3. What is Pareto doing to disrupt the employer benefits market and address some of these issues?
What Pareto is doing … is bringing the benefits of self-insurance, which is lower cost, down into the 50-to-500 employer market. Today you see some self-insurance within that market, but not a lot.
Pareto, by bringing people into a captive, provides an alternative to fully-insured plans. Think of a captive as a big collective pool that for the most part is heterogeneous. You’re spreading risk across industries and across geographies, and as you get bigger, you’re like a larger self-insured employer. Your population is big enough that one person getting an illness doesn’t put you into financial shock.
With Pareto, you’re getting the benefits of scale that self-insurers see from an underwriting perspective, as well as cost-containment tools that are brought into the pool.

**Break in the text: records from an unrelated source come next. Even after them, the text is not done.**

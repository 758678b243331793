//! Quota configuration for rate limiting.
//!
//! A `Quota` is the immutable limit specification of one limiter: how many
//! requests (or cost units) fit in the bucket or window, how long the window
//! is, how fast bucket algorithms refill or drain, and how finely the sliding
//! window counter subdivides its window.
//!
//! # Examples
//!
//! ```
//! use ratelimit_engine::Quota;
//! use std::time::Duration;
//!
//! // 100 requests per minute
//! let quota = Quota::per_minute(100);
//!
//! // Bucket of 5, refilled at one token per second
//! let quota = Quota::per_second(5).with_refill_rate(1.0);
//!
//! // 50 requests per 30 seconds, sliding counter with 6 sub-windows
//! let quota = Quota::new(50, Duration::from_secs(30)).with_sub_windows(6);
//! ```

use std::time::Duration;

use serde::{Deserialize, Serialize};

use crate::clock::{NANOS_PER_SEC, duration_nanos};
use crate::error::{ConfigError, Result};

/// Rate limiting quota configuration.
#[derive(Debug, Clone, PartialEq, Serialize, Deserialize)]
pub struct Quota {
    /// Bucket size or per-window quota.
    capacity: u64,

    /// Time window duration.
    window: Duration,

    /// Refill (token bucket) or leak (leaky bucket) rate in units per second.
    /// If not set, calculated from capacity / window.
    refill_rate: Option<f64>,

    /// Number of sub-windows used by the sliding window counter.
    sub_windows: u32,
}

impl Quota {
    /// Create a new quota with the given capacity and window.
    ///
    /// # Panics
    ///
    /// Panics if `capacity` is 0 or `window` is zero duration. Use
    /// [`Quota::try_new`] to get an error instead.
    pub fn new(capacity: u64, window: Duration) -> Self {
        assert!(capacity > 0, "capacity must be greater than 0");
        assert!(!window.is_zero(), "window must be non-zero");

        Self {
            capacity,
            window,
            refill_rate: None,
            sub_windows: 1,
        }
    }

    /// Create a quota allowing `n` requests per second.
    pub fn per_second(n: u64) -> Self {
        Self::new(n, Duration::from_secs(1))
    }

    /// Create a quota allowing `n` requests per minute.
    pub fn per_minute(n: u64) -> Self {
        Self::new(n, Duration::from_secs(60))
    }

    /// Create a quota allowing `n` requests per hour.
    pub fn per_hour(n: u64) -> Self {
        Self::new(n, Duration::from_secs(3600))
    }

    /// Create a quota allowing `n` requests per day.
    pub fn per_day(n: u64) -> Self {
        Self::new(n, Duration::from_secs(86400))
    }

    /// Try to create a new quota, returning an error if invalid.
    pub fn try_new(capacity: u64, window: Duration) -> Result<Self> {
        let quota = Self {
            capacity,
            window,
            refill_rate: None,
            sub_windows: 1,
        };
        quota.validate()?;
        Ok(quota)
    }

    /// Set a custom refill/leak rate (units per second).
    ///
    /// If not set, the rate is `capacity / window_seconds`.
    pub fn with_refill_rate(mut self, rate: f64) -> Self {
        self.refill_rate = Some(rate);
        self
    }

    /// Set the number of sub-windows for the sliding window counter.
    ///
    /// One sub-window gives the classic current/previous window estimator.
    pub fn with_sub_windows(mut self, count: u32) -> Self {
        self.sub_windows = count;
        self
    }

    /// Check every field, rejecting rather than clamping bad values.
    pub fn validate(&self) -> Result<()> {
        if self.capacity == 0 {
            return Err(ConfigError::InvalidQuota("capacity must be greater than 0".into()).into());
        }
        if self.window.is_zero() {
            return Err(ConfigError::InvalidQuota("window must be non-zero".into()).into());
        }
        if duration_nanos(self.window).is_none() {
            return Err(ConfigError::InvalidQuota(format!(
                "window {:?} exceeds the nanosecond clock range",
                self.window
            ))
            .into());
        }
        let rate = self.effective_refill_rate();
        if !rate.is_finite() || rate <= 0.0 {
            return Err(ConfigError::InvalidQuota(format!(
                "refill rate must be positive and finite, got {rate}"
            ))
            .into());
        }
        if self.sub_windows == 0 {
            return Err(ConfigError::InvalidQuota("sub-window count must be at least 1".into()).into());
        }
        if self.window_nanos() < u64::from(self.sub_windows) {
            return Err(ConfigError::InvalidQuota(format!(
                "window {:?} is too short for {} sub-windows",
                self.window, self.sub_windows
            ))
            .into());
        }
        Ok(())
    }

    /// Bucket size or per-window quota.
    pub fn capacity(&self) -> u64 {
        self.capacity
    }

    /// Get the window duration.
    pub fn window(&self) -> Duration {
        self.window
    }

    /// Window length in nanoseconds, saturating at `u64::MAX`.
    pub fn window_nanos(&self) -> u64 {
        duration_nanos(self.window).unwrap_or(u64::MAX)
    }

    /// Number of sub-windows for the sliding window counter.
    pub fn sub_windows(&self) -> u32 {
        self.sub_windows
    }

    /// Length of one sliding-counter sub-window in nanoseconds.
    pub fn sub_window_nanos(&self) -> u64 {
        (self.window_nanos() / u64::from(self.sub_windows.max(1))).max(1)
    }

    /// Get the effective refill rate (units per second).
    ///
    /// Returns the configured rate, or calculates `capacity / window_seconds`.
    pub fn effective_refill_rate(&self) -> f64 {
        self.refill_rate
            .unwrap_or_else(|| self.capacity as f64 / self.window.as_secs_f64())
    }

    /// Time to refill (or drain) `units` at the effective rate.
    pub fn time_for(&self, units: f64) -> Duration {
        if units <= 0.0 {
            return Duration::ZERO;
        }
        Duration::from_nanos((units * NANOS_PER_SEC as f64 / self.effective_refill_rate()).ceil() as u64)
    }

    /// Time for an empty bucket to refill completely (or a full one to drain).
    pub fn full_replenish_time(&self) -> Duration {
        self.time_for(self.capacity as f64)
    }
}

impl Default for Quota {
    fn default() -> Self {
        Self::per_minute(60)
    }
}

/// Builder for creating quotas with validation.
#[derive(Debug, Default)]
pub struct QuotaBuilder {
    capacity: Option<u64>,
    window: Option<Duration>,
    refill_rate: Option<f64>,
    sub_windows: Option<u32>,
}

impl QuotaBuilder {
    /// Create a new quota builder.
    pub fn new() -> Self {
        Self::default()
    }

    /// Set the capacity.
    pub fn capacity(mut self, n: u64) -> Self {
        self.capacity = Some(n);
        self
    }

    /// Set the window duration.
    pub fn window(mut self, duration: Duration) -> Self {
        self.window = Some(duration);
        self
    }

    /// Set the refill rate.
    pub fn refill_rate(mut self, rate: f64) -> Self {
        self.refill_rate = Some(rate);
        self
    }

    /// Set the sliding counter sub-window count.
    pub fn sub_windows(mut self, count: u32) -> Self {
        self.sub_windows = Some(count);
        self
    }

    /// Build the quota, returning an error if invalid.
    ///
    /// A window may be omitted when a refill rate is given; it then defaults
    /// to the time the rate needs to refill the whole capacity.
    pub fn build(self) -> Result<Quota> {
        let capacity = self
            .capacity
            .ok_or_else(|| ConfigError::MissingRequired("capacity".into()))?;
        let window = match (self.window, self.refill_rate) {
            (Some(window), _) => window,
            (None, Some(rate)) if rate.is_finite() && rate > 0.0 => {
                Duration::try_from_secs_f64(capacity as f64 / rate).map_err(|_| {
                    ConfigError::InvalidQuota(format!("refill rate {rate} is too small"))
                })?
            }
            (None, Some(rate)) => {
                return Err(ConfigError::InvalidQuota(format!(
                    "refill rate must be positive and finite, got {rate}"
                ))
                .into());
            }
            (None, None) => {
                return Err(ConfigError::MissingRequired("window or refill_rate".into()).into());
            }
        };

        let quota = Quota {
            capacity,
            window,
            refill_rate: self.refill_rate,
            sub_windows: self.sub_windows.unwrap_or(1),
        };
        quota.validate()?;
        Ok(quota)
    }
}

I want to emphasize that the stop-loss carriers underwriting the catastrophic risk is a really important piece of this. That’s where getting to scale matters.

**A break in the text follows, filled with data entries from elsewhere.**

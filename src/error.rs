//! Error types for rate limiting operations.
//!
//! Steady-state admit/reject verdicts are never errors: they are returned as a
//! [`Decision`](crate::Decision). Errors are limited to invalid configuration
//! (reported at construction, or at call time for an invalid cost) and to
//! failures of an external shared store, which the distributed limiter turns
//! into a verdict according to its failure policy.

use std::time::Duration;
use thiserror::Error;

/// Result type for rate limiting operations.
pub type Result<T> = std::result::Result<T, RateLimitError>;

/// Main error type for rate limiting operations.
#[derive(Debug, Error)]
pub enum RateLimitError {
    /// Shared store error.
    #[error("Storage error: {0}")]
    Storage(#[from] StorageError),

    /// Configuration error.
    #[error("Configuration error: {0}")]
    Config(#[from] ConfigError),
}

impl RateLimitError {
    /// Check if this is a configuration error.
    pub fn is_config(&self) -> bool {
        matches!(self, Self::Config(_))
    }
}

/// Shared store errors.
#[derive(Debug, Error)]
pub enum StorageError {
    /// Generic storage operation failed.
    #[error("{message}")]
    OperationFailed {
        /// Error message.
        message: String,
        /// Whether the operation can be retried.
        retryable: bool,
    },

    /// Serialization/deserialization error.
    #[error("Serialization error: {0}")]
    Serialization(String),

    /// Atomic operation failed (CAS conflict).
    #[error("Atomic operation failed, state was modified concurrently")]
    AtomicConflict,

    /// The store cannot be reached.
    #[error("Store unavailable: {0}")]
    Unavailable(String),

    /// The store did not answer within the configured bound.
    #[error("Store call timed out after {0:?}")]
    Timeout(Duration),
}

impl StorageError {
    /// Create a new operation failed error.
    pub fn operation_failed(message: impl Into<String>, retryable: bool) -> Self {
        Self::OperationFailed {
            message: message.into(),
            retryable,
        }
    }

    /// Check if this error is retryable.
    pub fn is_retryable(&self) -> bool {
        match self {
            Self::OperationFailed { retryable, .. } => *retryable,
            Self::AtomicConflict | Self::Unavailable(_) | Self::Timeout(_) => true,
            Self::Serialization(_) => false,
        }
    }
}

/// Configuration-related errors.
#[derive(Debug, Error, PartialEq)]
pub enum ConfigError {
    /// Invalid quota configuration.
    #[error("Invalid quota: {0}")]
    InvalidQuota(String),

    /// Cost of a single call is zero or exceeds the capacity.
    #[error("Invalid cost {cost}: must be between 1 and capacity {capacity}")]
    InvalidCost {
        /// Requested cost.
        cost: u64,
        /// Configured capacity.
        capacity: u64,
    },

    /// Retention does not outlive the algorithm's state horizon.
    #[error("Retention {retention:?} must exceed the algorithm horizon {horizon:?}")]
    InvalidRetention {
        /// Configured retention.
        retention: Duration,
        /// Longest time the algorithm's state can influence a decision.
        horizon: Duration,
    },

    /// Invalid sweeper configuration.
    #[error("Invalid sweep configuration: {0}")]
    InvalidSweep(String),

    /// Shared store timeout is zero.
    #[error("Store timeout must be > 0")]
    InvalidTimeout,

    /// Missing required configuration.
    #[error("Missing required configuration: {0}")]
    MissingRequired(String),

    /// Time-based sweeping was requested outside a Tokio runtime.
    #[error("Time-based sweeping requires a running Tokio runtime")]
    NoRuntime,
}
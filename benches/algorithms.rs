//! Benchmarks for rate limiting algorithms.

use criterion::{BenchmarkId, Criterion, black_box, criterion_group, criterion_main};
use ratelimit_engine::{AlgorithmKind, LimiterBuilder, MonotonicClock, Quota, SweepInterval};

const KINDS: [AlgorithmKind; 5] = [
    AlgorithmKind::TokenBucket,
    AlgorithmKind::LeakyBucket,
    AlgorithmKind::FixedWindow,
    AlgorithmKind::SlidingLog,
    AlgorithmKind::SlidingWindow,
];

fn bench_algorithms(c: &mut Criterion) {
    let quota = Quota::per_second(1000).with_sub_windows(10);

    let mut group = c.benchmark_group("algorithms");

    for kind in KINDS {
        group.bench_function(kind.to_string(), |b| {
            let limiter = LimiterBuilder::new(kind, quota.clone())
                .sweep_interval(SweepInterval::Manual)
                .build()
                .unwrap();
            let mut i = 0u64;
            b.iter(|| {
                i += 1;
                black_box(limiter.allow(&(i % 100)))
            })
        });
    }

    group.finish();
}

fn bench_algorithm_comparison(c: &mut Criterion) {
    let quota = Quota::per_second(10000);

    let mut group = c.benchmark_group("algorithm_comparison");

    for num_keys in [1u64, 10, 100, 1000] {
        for kind in [AlgorithmKind::FixedWindow, AlgorithmKind::SlidingWindow] {
            group.bench_with_input(BenchmarkId::new(kind.to_string(), num_keys), &num_keys, |b, &num_keys| {
                let limiter = LimiterBuilder::new(kind, quota.clone())
                    .clock(MonotonicClock::new())
                    .build()
                    .unwrap();
                let mut i = 0u64;
                b.iter(|| {
                    i += 1;
                    black_box(limiter.allow(&(i % num_keys)))
                })
            });
        }
    }

    group.finish();
}

criterion_group!(benches, bench_algorithms, bench_algorithm_comparison);
criterion_main!(benches);
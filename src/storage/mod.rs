//! Per-client state storage.
//!
//! Local limiters keep state in [`MemoryStorage`], a concurrent map of
//! per-key locked entries with idle-entry sweeping. Limiters shared between
//! processes delegate to a [`SharedStore`] implementation instead.

mod entry;
mod memory_gc;
mod sweeper;

pub use memory_gc::{MemoryStorage, SweepConfig, SweepInterval};
pub(crate) use sweeper::Sweeper;

use std::future::Future;
use std::time::Duration;

use serde::Serialize;
use serde::de::DeserializeOwned;

use crate::error::{Result, StorageError};

/// Storage shared by several limiter instances, typically a remote
/// key-value service.
///
/// All operations are async; a limiter bounds each call with its store
/// timeout and applies its failure policy when a call fails.
///
/// # Example
///
/// ```ignore
/// use ratelimit_engine::storage::{SharedStore, decode_state, encode_state};
///
/// impl SharedStore for MyStore {
///     async fn execute_atomic<S, F, T>(&self, key: &str, ttl: Duration, operation: F) -> Result<T>
///     where
///         S: Serialize + DeserializeOwned + Send,
///         F: FnOnce(Option<S>) -> (S, T) + Send,
///         T: Send,
///     {
///         let mut txn = self.begin(key).await?;
///         let current = txn.get().map(|b| decode_state(&b)).transpose()?;
///         let (next, out) = operation(current);
///         txn.commit(encode_state(&next)?, ttl).await?;
///         Ok(out)
///     }
///     // ...
/// }
/// ```
pub trait SharedStore: Send + Sync + 'static {
    /// Atomically add `delta` to the counter of `key` for the window
    /// starting at `window_start`.
    ///
    /// A counter belonging to a different window is replaced by a fresh one
    /// holding `delta`. Returns the count after incrementing.
    fn increment_and_get(
        &self,
        key: &str,
        delta: u64,
        window_start: u64,
        ttl: Duration,
    ) -> impl Future<Output = Result<u64>> + Send;

    /// Execute an atomic read-modify-write operation.
    ///
    /// The operation receives the current state (if any) and returns the new
    /// state to store along with a result value. No other writer may touch
    /// `key` between the read and the write.
    fn execute_atomic<S, F, T>(
        &self,
        key: &str,
        ttl: Duration,
        operation: F,
    ) -> impl Future<Output = Result<T>> + Send
    where
        S: Serialize + DeserializeOwned + Send,
        F: FnOnce(Option<S>) -> (S, T) + Send,
        T: Send;

    /// Delete the state of `key`. Succeeds if the key does not exist.
    fn delete(&self, key: &str) -> impl Future<Output = Result<()>> + Send;
}

impl<T: SharedStore + ?Sized> SharedStore for std::sync::Arc<T> {
    async fn increment_and_get(
        &self,
        key: &str,
        delta: u64,
        window_start: u64,
        ttl: Duration,
    ) -> Result<u64> {
        (**self).increment_and_get(key, delta, window_start, ttl).await
    }

    async fn execute_atomic<S, F, R>(&self, key: &str, ttl: Duration, operation: F) -> Result<R>
    where
        S: Serialize + DeserializeOwned + Send,
        F: FnOnce(Option<S>) -> (S, R) + Send,
        R: Send,
    {
        (**self).execute_atomic(key, ttl, operation).await
    }

    async fn delete(&self, key: &str) -> Result<()> {
        (**self).delete(key).await
    }
}

/// Serialize algorithm state for stores that persist bytes.
pub fn encode_state<S: Serialize>(state: &S) -> Result<Vec<u8>> {
    serde_json::to_vec(state).map_err(|e| StorageError::Serialization(e.to_string()).into())
}

/// Inverse of [`encode_state`].
pub fn decode_state<S: DeserializeOwned>(bytes: &[u8]) -> Result<S> {
    serde_json::from_slice(bytes).map_err(|e| StorageError::Serialization(e.to_string()).into())
}
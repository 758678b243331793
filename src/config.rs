//! Serializable limiter configuration.
//!
//! [`LimiterConfig`] is the flat record a host application deserializes from
//! whatever configuration source it uses; this crate never loads files or
//! environment variables itself.
//!
//! ```
//! use ratelimit_engine::{AlgorithmKind, LimiterConfig};
//!
//! let config: LimiterConfig = serde_json::from_str(r#"{
//!     "algorithm": "token_bucket",
//!     "capacity": 10,
//!     "refill_rate": 2.0
//! }"#).unwrap();
//! assert_eq!(config.algorithm, AlgorithmKind::TokenBucket);
//! ```

use std::time::Duration;

use serde::{Deserialize, Serialize};

use crate::algorithm::AlgorithmKind;
use crate::distributed::FailurePolicy;
use crate::error::{ConfigError, Result};
use crate::quota::{Quota, QuotaBuilder};
use crate::storage::{SweepConfig, SweepInterval};

/// Default bound on a single shared store call.
pub const DEFAULT_STORE_TIMEOUT: Duration = Duration::from_millis(50);

/// Configuration of one limiter.
#[derive(Debug, Clone, PartialEq, Serialize, Deserialize)]
pub struct LimiterConfig {
    /// Algorithm to run.
    #[serde(default)]
    pub algorithm: AlgorithmKind,
    /// Bucket size or per-window quota.
    pub capacity: u64,
    /// Window length in milliseconds. May be omitted when `refill_rate` is set.
    #[serde(default)]
    pub window_ms: Option<u64>,
    /// Refill or leak rate in units per second.
    #[serde(default)]
    pub refill_rate: Option<f64>,
    /// Sub-windows of the sliding window counter.
    #[serde(default = "default_sub_window_count")]
    pub sub_window_count: u32,
    /// Idle time before an entry is swept. Derived from the algorithm when
    /// omitted.
    #[serde(default)]
    pub retention_ms: Option<u64>,
    /// Sweep from a background task at this period.
    #[serde(default)]
    pub sweep_interval_ms: Option<u64>,
    /// Sweep inline every this many decisions.
    #[serde(default)]
    pub sweep_every_requests: Option<u64>,
    /// Verdict when the shared store fails.
    #[serde(default)]
    pub failure_policy: FailurePolicy,
    /// Bound on each shared store call in milliseconds.
    #[serde(default = "default_store_timeout_ms")]
    pub store_timeout_ms: u64,
}

fn default_sub_window_count() -> u32 {
    1
}

fn default_store_timeout_ms() -> u64 {
    DEFAULT_STORE_TIMEOUT.as_millis() as u64
}

impl LimiterConfig {
    /// Minimal configuration for `algorithm` with `capacity` per `window`.
    pub fn new(algorithm: AlgorithmKind, capacity: u64, window: Duration) -> Self {
        Self {
            algorithm,
            capacity,
            window_ms: Some(window.as_millis() as u64),
            refill_rate: None,
            sub_window_count: default_sub_window_count(),
            retention_ms: None,
            sweep_interval_ms: None,
            sweep_every_requests: None,
            failure_policy: FailurePolicy::default(),
            store_timeout_ms: default_store_timeout_ms(),
        }
    }

    /// The validated quota this configuration describes.
    pub fn quota(&self) -> Result<Quota> {
        let mut builder = QuotaBuilder::new()
            .capacity(self.capacity)
            .sub_windows(self.sub_window_count);
        if let Some(ms) = self.window_ms {
            builder = builder.window(Duration::from_millis(ms));
        }
        if let Some(rate) = self.refill_rate {
            builder = builder.refill_rate(rate);
        }
        builder.build()
    }

    /// Sweeping configuration. At most one trigger may be set; none selects
    /// the default request-count trigger.
    pub fn sweep_config(&self) -> Result<SweepConfig> {
        let interval = match (self.sweep_interval_ms, self.sweep_every_requests) {
            (Some(_), Some(_)) => {
                return Err(ConfigError::InvalidSweep(
                    "set only one of sweep_interval_ms and sweep_every_requests".into(),
                )
                .into());
            }
            (Some(ms), None) => SweepInterval::Every(Duration::from_millis(ms)),
            (None, Some(n)) => SweepInterval::Requests(n),
            (None, None) => SweepInterval::default(),
        };

        Ok(SweepConfig {
            interval,
            retention: self.retention_ms.map(Duration::from_millis),
        })
    }

    /// Bound on each shared store call.
    pub fn store_timeout(&self) -> Duration {
        Duration::from_millis(self.store_timeout_ms)
    }
}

If Great Hill Partners, which has less than 100 employees, is the only client, it’s difficult for a stop-loss carrier to underwrite insurance for us. But if we’re part of a larger group, carriers can get to a statistically significant sample size and underwrite the combined group.
By aggregating a number of lives, [Pareto] can effectively bring stop-loss into that market where they previously could not underwrite stop-loss. Additionally, Pareto, once you’re in their captive, doesn’t laser people out. The larger group can absorb that cost. This is a huge value driver for small employers.
4. Are captives new to healthcare, and how do you think the market will look 10 years from now?
This is a relatively new product in the scheme of things. It wasn’t invented yesterday; but it is not well known.
Captives have been around in the [Property & Casualty] market forever. But no one has really applied it in this way. It’s not something health insurers have been selling for 15 years. So I think there’s some category building and education that needs to occur. That’s why we’re excited.
[In 10 years] I think you’re going to see a pretty good chunk of the 50-to-500 employee-life companies move from fully insured to captive. The same thing happened at larger employers. People started moving to self-insurance. It’s just moving down market. It’s very analogous.
5. How does Pareto fit into Great Hill’s healthcare thesis and broader strategy?
Very simply, we’re looking for two or three things: We’re looking to lower costs. We’re looking to improve clinical outcomes. And as an adjacent to that, improve the patient experience. Hopefully we’re doing more than one of those.
The second thing [we look at]: How does this impact the three Ps? The payer, the patient and the provider.
What we avoid is something I’ll call schemes. Something that the payer implemented but the provider hates. To me that’s just a counter punch.
In short, we’re a growth firm. We’re not inventors. We’re not entrepreneurs. We’re seeing this great product with a great value proposition we think is going to be very sticky in a big market opportunity. I think we can bring a lot of tools and learning across companies—[from] things we’ve done well and mistakes we’ve made—to a company like Pareto. [Pareto] fits our MO very tightly.
This interview was edited for clarity.